- **ACTIVITY**
Extract every line from the records below that contains the word "PartialEq".

- **DATASET RECORDS**
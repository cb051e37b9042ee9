//! Local filesystem backend for binres.
//!
//! [`FileResolver`] serves the `file` URI scheme. Each partition maps to a
//! directory root and each identifier to a path beneath it:
//!
//! ```text
//! partition "partition" -> /srv/binaries
//! file:test.txt         -> /srv/binaries/test.txt
//! file:///a/b.bin       -> /srv/binaries/a/b.bin
//! ```
//!
//! Files are stored as-is with no sidecar metadata. Writes go to a
//! temporary file in the destination directory which is synced and then
//! renamed over the destination, so readers never observe a partial payload.
//!
//! The partition mapping is fixed at construction, either in code through
//! [`PartitionMap`] or from TOML through [`FileResolverConfig`].

pub mod config;
pub mod error;
pub mod partitions;
pub mod resolver;

pub use config::FileResolverConfig;
pub use error::{ConfigError, ConfigResult};
pub use partitions::PartitionMap;
pub use resolver::{FileResolver, FILE_SCHEME};
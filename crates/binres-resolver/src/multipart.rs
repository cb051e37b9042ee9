//! Multipart upload state machine shared by capable backends.
//!
//! ```text
//! absent --initiate--> open --upload_part--> open
//!                       |
//!                       +--abort--> gone
//!                       +--complete--> completing --write ok--> gone
//!                                          |
//!                                          +--write failed--> open
//! ```
//!
//! [`UploadSessions`] owns the bookkeeping: the set of open sessions and the
//! parts each has received. A backend plugs in its own atomic write path at
//! completion time through [`UploadSessions::complete_with`], so the
//! assembled payload goes through the same no-partial-visibility guarantee
//! as an ordinary `set_content`.
//!
//! Part bytes are read from the caller's stream outside the session lock.
//! Only the received-parts map is touched under the lock, so distinct parts
//! of the same session upload concurrently.

use std::collections::{BTreeMap, HashMap};
use std::io::Read;
use std::sync::Mutex;

use bytes::Bytes;
use tracing::debug;

use binres_types::{ContentId, PartitionName, UploadSessionId};

use crate::error::{ResolverError, ResolverResult};
use crate::traits::{CompletedUpload, PartDigest};

/// Hex BLAKE3 digest used for parts and assembled payloads.
pub fn digest(data: &[u8]) -> String {
    blake3::hash(data).to_hex().to_string()
}

#[derive(Clone, Copy, Debug, PartialEq, Eq)]
enum SessionState {
    Open,
    /// Manifest accepted; the backend is writing the assembled payload.
    Completing,
}

#[derive(Debug)]
struct Part {
    digest: PartDigest,
    data: Bytes,
}

/// One multipart upload in progress.
#[derive(Debug)]
struct UploadSession {
    partition: PartitionName,
    identifier: ContentId,
    mime_type: String,
    state: SessionState,
    parts: BTreeMap<u32, Part>,
}

/// Where and what a completing upload writes.
#[derive(Debug)]
pub struct AssembledUpload {
    pub partition: PartitionName,
    pub identifier: ContentId,
    pub mime_type: String,
    pub payload: Bytes,
}

/// Registry of open upload sessions for one backend instance.
#[derive(Debug, Default)]
pub struct UploadSessions {
    sessions: Mutex<HashMap<UploadSessionId, UploadSession>>,
}

impl UploadSessions {
    /// Create an empty registry.
    pub fn new() -> Self {
        Self::default()
    }

    /// Open a new session and return its id.
    pub fn open(
        &self,
        partition: PartitionName,
        identifier: ContentId,
        mime_type: &str,
    ) -> UploadSessionId {
        let mut sessions = self.sessions.lock().expect("upload session lock poisoned");
        let mut id = UploadSessionId::new();
        while sessions.contains_key(&id) {
            id = UploadSessionId::new();
        }
        debug!(session = %id, %partition, %identifier, mime_type, "upload session opened");
        sessions.insert(
            id,
            UploadSession {
                partition,
                identifier,
                mime_type: mime_type.to_string(),
                state: SessionState::Open,
                parts: BTreeMap::new(),
            },
        );
        id
    }

    /// Read `content` fully and record it as part `part_number`.
    pub fn put_part(
        &self,
        session_id: &str,
        part_number: u32,
        content: &mut dyn Read,
    ) -> ResolverResult<PartDigest> {
        let id = parse_session_id(session_id)?;
        // Fail fast before consuming the caller's stream.
        self.with_open_session(session_id, &id, |_| Ok(()))?;
        if part_number == 0 {
            return Err(ResolverError::InvalidPartNumber(part_number));
        }

        let mut buf = Vec::new();
        content.read_to_end(&mut buf)?;
        let data = Bytes::from(buf);
        let part_digest = digest(&data);
        let size = data.len();

        // The session may have been aborted or completed while we were reading.
        self.with_open_session(session_id, &id, |session| {
            session.parts.insert(
                part_number,
                Part {
                    digest: part_digest.clone(),
                    data,
                },
            );
            Ok(())
        })?;

        debug!(session = %id, part_number, size, "part received");
        Ok(part_digest)
    }

    /// Digests of received parts, ordered by part number.
    pub fn parts(&self, session_id: &str) -> ResolverResult<BTreeMap<u32, PartDigest>> {
        let id = parse_session_id(session_id)?;
        self.with_open_session(session_id, &id, |session| {
            Ok(session
                .parts
                .iter()
                .map(|(n, part)| (*n, part.digest.clone()))
                .collect())
        })
    }

    /// Whether `session_id` names an open session. Malformed ids are not open.
    pub fn is_open(&self, session_id: &str) -> bool {
        let Ok(id) = UploadSessionId::parse(session_id) else {
            return false;
        };
        let sessions = self.sessions.lock().expect("upload session lock poisoned");
        matches!(sessions.get(&id), Some(s) if s.state == SessionState::Open)
    }

    /// Drop the session and all its part data.
    pub fn abort(&self, session_id: &str) -> ResolverResult<()> {
        let id = parse_session_id(session_id)?;
        let mut sessions = self.sessions.lock().expect("upload session lock poisoned");
        match sessions.get(&id).map(|s| s.state) {
            None => Err(not_found(session_id)),
            Some(SessionState::Completing) => Err(ResolverError::SessionBusy {
                id: session_id.to_string(),
            }),
            Some(SessionState::Open) => {
                if let Some(session) = sessions.remove(&id) {
                    debug!(session = %id, parts = session.parts.len(), "upload session aborted");
                }
                Ok(())
            }
        }
    }

    /// Validate `manifest`, assemble the payload, and hand it to `write`.
    ///
    /// The session leaves the open state while `write` runs. If `write`
    /// succeeds the session is destroyed; if it fails the session reopens
    /// with its parts intact so the caller can retry or abort.
    pub fn complete_with<F>(
        &self,
        session_id: &str,
        manifest: &BTreeMap<u32, PartDigest>,
        write: F,
    ) -> ResolverResult<CompletedUpload>
    where
        F: FnOnce(&AssembledUpload) -> ResolverResult<()>,
    {
        let id = parse_session_id(session_id)?;
        let assembled = self.begin_completion(session_id, &id, manifest)?;

        if let Err(e) = write(&assembled) {
            let mut sessions = self.sessions.lock().expect("upload session lock poisoned");
            if let Some(session) = sessions.get_mut(&id) {
                session.state = SessionState::Open;
            }
            return Err(e);
        }

        self.sessions
            .lock()
            .expect("upload session lock poisoned")
            .remove(&id);

        let completed = CompletedUpload {
            partition: assembled.partition,
            identifier: assembled.identifier,
            size: assembled.payload.len() as u64,
            digest: digest(&assembled.payload),
        };
        debug!(session = %id, size = completed.size, "upload session completed");
        Ok(completed)
    }

    /// Number of sessions currently tracked (open or completing).
    pub fn len(&self) -> usize {
        self.sessions.lock().expect("upload session lock poisoned").len()
    }

    /// Returns `true` if no sessions are tracked.
    pub fn is_empty(&self) -> bool {
        self.len() == 0
    }

    fn begin_completion(
        &self,
        session_id: &str,
        id: &UploadSessionId,
        manifest: &BTreeMap<u32, PartDigest>,
    ) -> ResolverResult<AssembledUpload> {
        self.with_open_session(session_id, id, |session| {
            validate_manifest(session_id, &session.parts, manifest)?;

            let total: usize = session.parts.values().map(|p| p.data.len()).sum();
            let mut payload = Vec::with_capacity(total);
            for part in session.parts.values() {
                payload.extend_from_slice(&part.data);
            }

            session.state = SessionState::Completing;
            Ok(AssembledUpload {
                partition: session.partition.clone(),
                identifier: session.identifier.clone(),
                mime_type: session.mime_type.clone(),
                payload: Bytes::from(payload),
            })
        })
    }

    fn with_open_session<T>(
        &self,
        session_id: &str,
        id: &UploadSessionId,
        f: impl FnOnce(&mut UploadSession) -> ResolverResult<T>,
    ) -> ResolverResult<T> {
        let mut sessions = self.sessions.lock().expect("upload session lock poisoned");
        let session = sessions.get_mut(id).ok_or_else(|| not_found(session_id))?;
        if session.state != SessionState::Open {
            return Err(ResolverError::SessionBusy {
                id: session_id.to_string(),
            });
        }
        f(session)
    }
}

fn parse_session_id(session_id: &str) -> ResolverResult<UploadSessionId> {
    UploadSessionId::parse(session_id).map_err(|_| not_found(session_id))
}

fn not_found(session_id: &str) -> ResolverError {
    ResolverError::SessionNotFound {
        id: session_id.to_string(),
    }
}

fn validate_manifest(
    session_id: &str,
    received: &BTreeMap<u32, Part>,
    manifest: &BTreeMap<u32, PartDigest>,
) -> ResolverResult<()> {
    let reject = |reason: String| ResolverError::InvalidManifest {
        id: session_id.to_string(),
        reason,
    };

    if manifest.is_empty() {
        return Err(reject("manifest lists no parts".into()));
    }
    for (n, expected) in manifest {
        if *n == 0 {
            return Err(ResolverError::InvalidPartNumber(0));
        }
        let part = received
            .get(n)
            .ok_or_else(|| reject(format!("part {n} was never uploaded")))?;
        if !part.digest.eq_ignore_ascii_case(expected) {
            return Err(reject(format!("digest mismatch for part {n}")));
        }
    }
    if let Some(n) = received.keys().find(|n| !manifest.contains_key(n)) {
        return Err(reject(format!("part {n} was uploaded but is missing from the manifest")));
    }
    Ok(())
}
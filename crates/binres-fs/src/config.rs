use std::collections::BTreeMap;
use std::fs;
use std::path::{Path, PathBuf};

use serde::{Deserialize, Serialize};
use tracing::debug;

use binres_types::PartitionName;

use crate::error::{ConfigError, ConfigResult};
use crate::partitions::PartitionMap;

/// TOML configuration for a [`FileResolver`](crate::FileResolver).
///
/// ```toml
/// create_dirs = true
///
/// [partitions]
/// partition = "/srv/binaries"
/// archive = "archive"   # relative to the config file's directory
/// ```
#[derive(Clone, Debug, Default, PartialEq, Eq, Serialize, Deserialize)]
#[serde(deny_unknown_fields)]
pub struct FileResolverConfig {
    /// Create missing partition roots when building the resolver.
    #[serde(default)]
    pub create_dirs: bool,
    /// Partition name to directory root.
    #[serde(default)]
    pub partitions: BTreeMap<PartitionName, PathBuf>,
}

impl FileResolverConfig {
    /// Parse a configuration from TOML text. Relative roots are kept as-is.
    pub fn from_toml_str(text: &str) -> ConfigResult<Self> {
        let config: Self = toml::from_str(text)?;
        if config.partitions.is_empty() {
            return Err(ConfigError::NoPartitions);
        }
        Ok(config)
    }

    /// Load a configuration file. Relative roots are resolved against the
    /// file's directory.
    pub fn load(path: &Path) -> ConfigResult<Self> {
        let text = fs::read_to_string(path).map_err(|source| ConfigError::Read {
            path: path.to_path_buf(),
            source,
        })?;
        let mut config = Self::from_toml_str(&text)?;
        if let Some(base) = path.parent() {
            for root in config.partitions.values_mut() {
                if root.is_relative() {
                    *root = base.join(&*root);
                }
            }
        }
        debug!(path = %path.display(), partitions = config.partitions.len(), "config loaded");
        Ok(config)
    }

    /// Check the roots and produce the routing table.
    ///
    /// With `create_dirs`, missing roots are created. A root that exists but
    /// is not a directory is always an error.
    pub fn build_partitions(&self) -> ConfigResult<PartitionMap> {
        for (name, root) in &self.partitions {
            if self.create_dirs {
                fs::create_dir_all(root).map_err(|source| ConfigError::CreateRoot {
                    partition: name.to_string(),
                    path: root.clone(),
                    source,
                })?;
            }
            if root.exists() && !root.is_dir() {
                return Err(ConfigError::NotADirectory {
                    partition: name.to_string(),
                    path: root.clone(),
                });
            }
        }
        Ok(self.partitions.clone().into_iter().collect())
    }
}

#[cfg(test)]
mod tests {
    use super::*;
    use tempfile::TempDir;

    use binres_resolver::Resolver;
    use binres_types::ContentId;

    use crate::FileResolver;

    #[test]
    fn parses_partitions() {
        let config = FileResolverConfig::from_toml_str(
            r#"
            [partitions]
            partition = "/srv/binaries"
            archive = "/srv/archive"
            "#,
        )
        .unwrap();
        assert_eq!(config.partitions.len(), 2);
        assert!(!config.create_dirs);
        let p = PartitionName::new("partition").unwrap();
        assert_eq!(config.partitions[&p], PathBuf::from("/srv/binaries"));
    }

    #[test]
    fn rejects_empty_and_invalid() {
        assert!(matches!(
            FileResolverConfig::from_toml_str(""),
            Err(ConfigError::NoPartitions)
        ));
        assert!(matches!(
            FileResolverConfig::from_toml_str("[partitions]\n\"..\" = \"/x\"\n"),
            Err(ConfigError::Parse(_))
        ));
        assert!(matches!(
            FileResolverConfig::from_toml_str("unknown = 1\n[partitions]\na = \"/x\"\n"),
            Err(ConfigError::Parse(_))
        ));
    }

    #[test]
    fn load_resolves_relative_roots() {
        let dir = TempDir::new().unwrap();
        let path = dir.path().join("binres.toml");
        fs::write(&path, "[partitions]\npartition = \"data\"\nabs = \"/srv/abs\"\n").unwrap();

        let config = FileResolverConfig::load(&path).unwrap();
        let p = PartitionName::new("partition").unwrap();
        let abs = PartitionName::new("abs").unwrap();
        assert_eq!(config.partitions[&p], dir.path().join("data"));
        assert_eq!(config.partitions[&abs], PathBuf::from("/srv/abs"));
    }

    #[test]
    fn load_missing_file() {
        let dir = TempDir::new().unwrap();
        assert!(matches!(
            FileResolverConfig::load(&dir.path().join("nope.toml")),
            Err(ConfigError::Read { .. })
        ));
    }

    #[test]
    fn create_dirs_builds_roots() {
        let dir = TempDir::new().unwrap();
        let root = dir.path().join("a").join("b");
        let config = FileResolverConfig {
            partitions: BTreeMap::from([(PartitionName::new("partition").unwrap(), root.clone())]),
            create_dirs: true,
        };
        let resolver = FileResolver::from_config(&config).unwrap();
        assert!(root.is_dir());

        let p = PartitionName::new("partition").unwrap();
        let id = ContentId::parse("file:test.txt").unwrap();
        assert!(!resolver.exists(&p, &id).unwrap());
    }

    #[test]
    fn root_must_be_a_directory() {
        let dir = TempDir::new().unwrap();
        let file = dir.path().join("plain.txt");
        fs::write(&file, "x").unwrap();
        let config = FileResolverConfig {
            partitions: BTreeMap::from([(PartitionName::new("partition").unwrap(), file)]),
            create_dirs: false,
        };
        assert!(matches!(
            config.build_partitions(),
            Err(ConfigError::NotADirectory { .. })
        ));
    }

    #[test]
    fn serializes_back_to_toml() {
        let config = FileResolverConfig {
            partitions: BTreeMap::from([(PartitionName::new("partition").unwrap(), PathBuf::from("/srv"))]),
            create_dirs: true,
        };
        let text = toml::to_string(&config).unwrap();
        assert_eq!(FileResolverConfig::from_toml_str(&text).unwrap(), config);
    }
}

- **EXERCISE ANSWER**
#[derive(Clone, Copy, Debug, PartialEq, Eq)]
#[derive(Clone, Debug, Default, PartialEq, Eq, Serialize, Deserialize)]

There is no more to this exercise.